[WHAT YOU NEED TO DO]:
Scan the entries below and return each line that contains "tiff".

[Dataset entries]
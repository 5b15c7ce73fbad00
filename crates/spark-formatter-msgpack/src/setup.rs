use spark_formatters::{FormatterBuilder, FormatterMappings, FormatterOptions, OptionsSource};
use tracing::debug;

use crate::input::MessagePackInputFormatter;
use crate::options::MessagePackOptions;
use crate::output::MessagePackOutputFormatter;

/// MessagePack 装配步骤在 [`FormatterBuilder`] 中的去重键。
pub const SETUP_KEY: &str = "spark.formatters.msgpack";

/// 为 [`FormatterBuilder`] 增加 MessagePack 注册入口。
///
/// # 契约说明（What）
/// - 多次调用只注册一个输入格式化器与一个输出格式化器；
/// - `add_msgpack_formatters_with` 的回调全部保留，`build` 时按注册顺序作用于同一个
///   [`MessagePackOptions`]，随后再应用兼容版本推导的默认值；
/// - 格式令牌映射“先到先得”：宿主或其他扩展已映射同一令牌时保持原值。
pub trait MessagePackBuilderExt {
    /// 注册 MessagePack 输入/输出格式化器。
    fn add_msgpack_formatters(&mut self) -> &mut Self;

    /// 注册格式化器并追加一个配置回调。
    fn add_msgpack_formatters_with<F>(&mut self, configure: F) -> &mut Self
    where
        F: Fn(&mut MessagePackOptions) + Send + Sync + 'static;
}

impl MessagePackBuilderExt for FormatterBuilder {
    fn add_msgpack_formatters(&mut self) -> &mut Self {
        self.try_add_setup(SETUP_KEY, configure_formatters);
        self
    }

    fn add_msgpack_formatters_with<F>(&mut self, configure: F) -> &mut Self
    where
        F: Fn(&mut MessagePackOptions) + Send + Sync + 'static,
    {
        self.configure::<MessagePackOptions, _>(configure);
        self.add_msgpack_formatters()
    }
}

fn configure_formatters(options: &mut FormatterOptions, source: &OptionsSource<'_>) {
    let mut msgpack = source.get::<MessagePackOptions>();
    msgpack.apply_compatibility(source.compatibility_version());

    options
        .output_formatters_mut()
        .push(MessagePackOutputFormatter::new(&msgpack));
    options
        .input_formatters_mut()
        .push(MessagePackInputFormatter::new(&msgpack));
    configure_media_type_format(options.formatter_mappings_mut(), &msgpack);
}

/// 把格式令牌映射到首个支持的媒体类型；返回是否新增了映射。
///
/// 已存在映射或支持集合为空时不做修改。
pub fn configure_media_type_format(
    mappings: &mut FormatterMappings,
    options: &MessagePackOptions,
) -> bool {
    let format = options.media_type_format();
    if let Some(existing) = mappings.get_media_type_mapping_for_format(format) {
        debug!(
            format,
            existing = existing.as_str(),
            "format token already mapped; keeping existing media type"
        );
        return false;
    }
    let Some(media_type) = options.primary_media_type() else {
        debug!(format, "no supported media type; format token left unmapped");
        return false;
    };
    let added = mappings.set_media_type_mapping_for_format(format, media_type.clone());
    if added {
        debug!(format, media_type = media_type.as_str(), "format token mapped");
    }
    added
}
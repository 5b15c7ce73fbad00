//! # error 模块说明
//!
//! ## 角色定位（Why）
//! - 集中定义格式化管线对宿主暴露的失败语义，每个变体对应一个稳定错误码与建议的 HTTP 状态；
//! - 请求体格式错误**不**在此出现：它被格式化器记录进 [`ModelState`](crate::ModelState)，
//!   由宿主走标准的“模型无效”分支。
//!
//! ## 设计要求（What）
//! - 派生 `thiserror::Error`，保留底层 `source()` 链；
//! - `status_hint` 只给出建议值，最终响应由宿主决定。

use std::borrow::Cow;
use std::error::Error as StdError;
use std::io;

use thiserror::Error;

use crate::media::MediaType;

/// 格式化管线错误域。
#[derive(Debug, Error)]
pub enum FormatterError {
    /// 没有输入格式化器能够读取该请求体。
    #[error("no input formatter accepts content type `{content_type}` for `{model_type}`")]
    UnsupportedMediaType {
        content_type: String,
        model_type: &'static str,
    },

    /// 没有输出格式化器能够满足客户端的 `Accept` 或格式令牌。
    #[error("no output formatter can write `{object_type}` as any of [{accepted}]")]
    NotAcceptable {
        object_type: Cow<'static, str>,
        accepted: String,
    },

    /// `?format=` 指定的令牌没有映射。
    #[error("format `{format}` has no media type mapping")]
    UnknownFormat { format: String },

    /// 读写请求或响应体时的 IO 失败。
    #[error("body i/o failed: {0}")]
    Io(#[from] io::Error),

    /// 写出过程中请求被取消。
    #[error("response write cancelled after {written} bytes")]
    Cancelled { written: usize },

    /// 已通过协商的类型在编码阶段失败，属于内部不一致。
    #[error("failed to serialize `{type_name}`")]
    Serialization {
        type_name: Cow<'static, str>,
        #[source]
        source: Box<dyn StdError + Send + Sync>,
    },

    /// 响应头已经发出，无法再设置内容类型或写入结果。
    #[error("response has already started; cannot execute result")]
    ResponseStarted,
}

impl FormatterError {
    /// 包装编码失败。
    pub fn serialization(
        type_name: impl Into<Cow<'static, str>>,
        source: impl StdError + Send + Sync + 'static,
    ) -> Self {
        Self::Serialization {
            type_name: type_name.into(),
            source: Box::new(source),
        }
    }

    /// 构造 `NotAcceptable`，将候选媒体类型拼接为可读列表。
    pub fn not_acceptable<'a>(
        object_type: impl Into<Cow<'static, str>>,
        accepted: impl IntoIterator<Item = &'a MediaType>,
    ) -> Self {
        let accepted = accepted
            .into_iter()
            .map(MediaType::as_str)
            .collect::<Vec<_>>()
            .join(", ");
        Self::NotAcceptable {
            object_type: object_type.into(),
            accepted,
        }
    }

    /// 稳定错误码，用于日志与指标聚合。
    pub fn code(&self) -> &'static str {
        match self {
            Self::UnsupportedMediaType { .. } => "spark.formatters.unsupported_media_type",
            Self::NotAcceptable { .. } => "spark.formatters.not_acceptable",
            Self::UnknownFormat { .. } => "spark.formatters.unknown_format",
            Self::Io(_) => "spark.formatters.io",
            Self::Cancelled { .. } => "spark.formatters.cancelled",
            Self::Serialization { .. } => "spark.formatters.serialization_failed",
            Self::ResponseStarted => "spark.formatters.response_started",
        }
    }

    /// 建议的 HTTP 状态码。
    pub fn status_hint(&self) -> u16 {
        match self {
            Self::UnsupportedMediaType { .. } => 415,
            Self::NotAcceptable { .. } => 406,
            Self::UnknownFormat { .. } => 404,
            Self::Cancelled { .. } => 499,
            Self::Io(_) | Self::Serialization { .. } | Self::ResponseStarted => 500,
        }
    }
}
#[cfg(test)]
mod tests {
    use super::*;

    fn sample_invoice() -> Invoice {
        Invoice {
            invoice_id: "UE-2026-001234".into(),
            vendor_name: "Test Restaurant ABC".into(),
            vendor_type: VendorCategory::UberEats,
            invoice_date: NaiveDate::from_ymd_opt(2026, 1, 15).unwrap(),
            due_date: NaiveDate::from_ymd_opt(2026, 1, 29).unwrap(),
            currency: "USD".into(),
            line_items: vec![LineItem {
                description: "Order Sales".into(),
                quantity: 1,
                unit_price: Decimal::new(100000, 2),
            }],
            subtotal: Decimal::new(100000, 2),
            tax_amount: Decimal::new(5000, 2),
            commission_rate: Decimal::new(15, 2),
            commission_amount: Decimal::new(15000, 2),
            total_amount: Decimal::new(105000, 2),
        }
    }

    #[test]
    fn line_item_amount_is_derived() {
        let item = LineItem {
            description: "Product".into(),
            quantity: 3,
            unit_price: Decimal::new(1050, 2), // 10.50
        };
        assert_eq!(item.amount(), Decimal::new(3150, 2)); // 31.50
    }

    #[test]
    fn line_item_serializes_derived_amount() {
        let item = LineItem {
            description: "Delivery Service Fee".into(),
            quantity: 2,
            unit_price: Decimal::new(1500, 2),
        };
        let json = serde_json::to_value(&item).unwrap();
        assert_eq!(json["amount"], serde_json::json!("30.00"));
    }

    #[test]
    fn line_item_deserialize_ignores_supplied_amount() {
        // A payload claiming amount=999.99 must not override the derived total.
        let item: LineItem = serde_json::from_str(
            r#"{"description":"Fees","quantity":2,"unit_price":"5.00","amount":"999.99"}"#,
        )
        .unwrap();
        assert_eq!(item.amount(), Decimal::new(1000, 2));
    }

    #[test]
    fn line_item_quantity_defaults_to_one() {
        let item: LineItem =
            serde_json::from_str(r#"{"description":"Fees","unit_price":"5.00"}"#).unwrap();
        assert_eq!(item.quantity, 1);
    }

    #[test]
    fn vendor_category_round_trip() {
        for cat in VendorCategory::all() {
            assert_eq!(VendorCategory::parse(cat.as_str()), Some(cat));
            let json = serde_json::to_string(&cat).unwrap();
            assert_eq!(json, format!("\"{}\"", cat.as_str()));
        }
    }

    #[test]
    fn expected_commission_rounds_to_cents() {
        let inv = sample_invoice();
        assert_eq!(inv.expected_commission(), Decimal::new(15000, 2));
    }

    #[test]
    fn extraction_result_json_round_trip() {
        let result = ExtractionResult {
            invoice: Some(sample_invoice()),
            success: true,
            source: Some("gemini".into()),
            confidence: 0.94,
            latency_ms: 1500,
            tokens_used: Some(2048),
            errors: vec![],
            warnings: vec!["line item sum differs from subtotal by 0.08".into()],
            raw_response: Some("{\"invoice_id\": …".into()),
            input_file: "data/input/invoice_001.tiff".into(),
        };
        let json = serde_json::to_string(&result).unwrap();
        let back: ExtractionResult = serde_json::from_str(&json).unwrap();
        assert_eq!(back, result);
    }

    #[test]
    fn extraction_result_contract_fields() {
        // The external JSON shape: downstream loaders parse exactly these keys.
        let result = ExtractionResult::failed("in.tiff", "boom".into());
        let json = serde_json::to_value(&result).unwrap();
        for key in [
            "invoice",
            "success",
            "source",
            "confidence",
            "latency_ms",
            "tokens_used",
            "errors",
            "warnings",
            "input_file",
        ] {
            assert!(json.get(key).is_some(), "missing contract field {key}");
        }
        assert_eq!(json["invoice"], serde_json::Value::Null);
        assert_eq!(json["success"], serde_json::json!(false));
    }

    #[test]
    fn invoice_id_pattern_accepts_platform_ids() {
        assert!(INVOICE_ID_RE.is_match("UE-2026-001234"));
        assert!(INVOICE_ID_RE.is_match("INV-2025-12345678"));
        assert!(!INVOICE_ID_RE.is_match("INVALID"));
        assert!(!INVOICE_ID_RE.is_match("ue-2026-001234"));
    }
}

[FINISHED TASK]:
            input_file: "data/input/invoice_001.tiff".into(),
        let result = ExtractionResult::failed("in.tiff", "boom".into());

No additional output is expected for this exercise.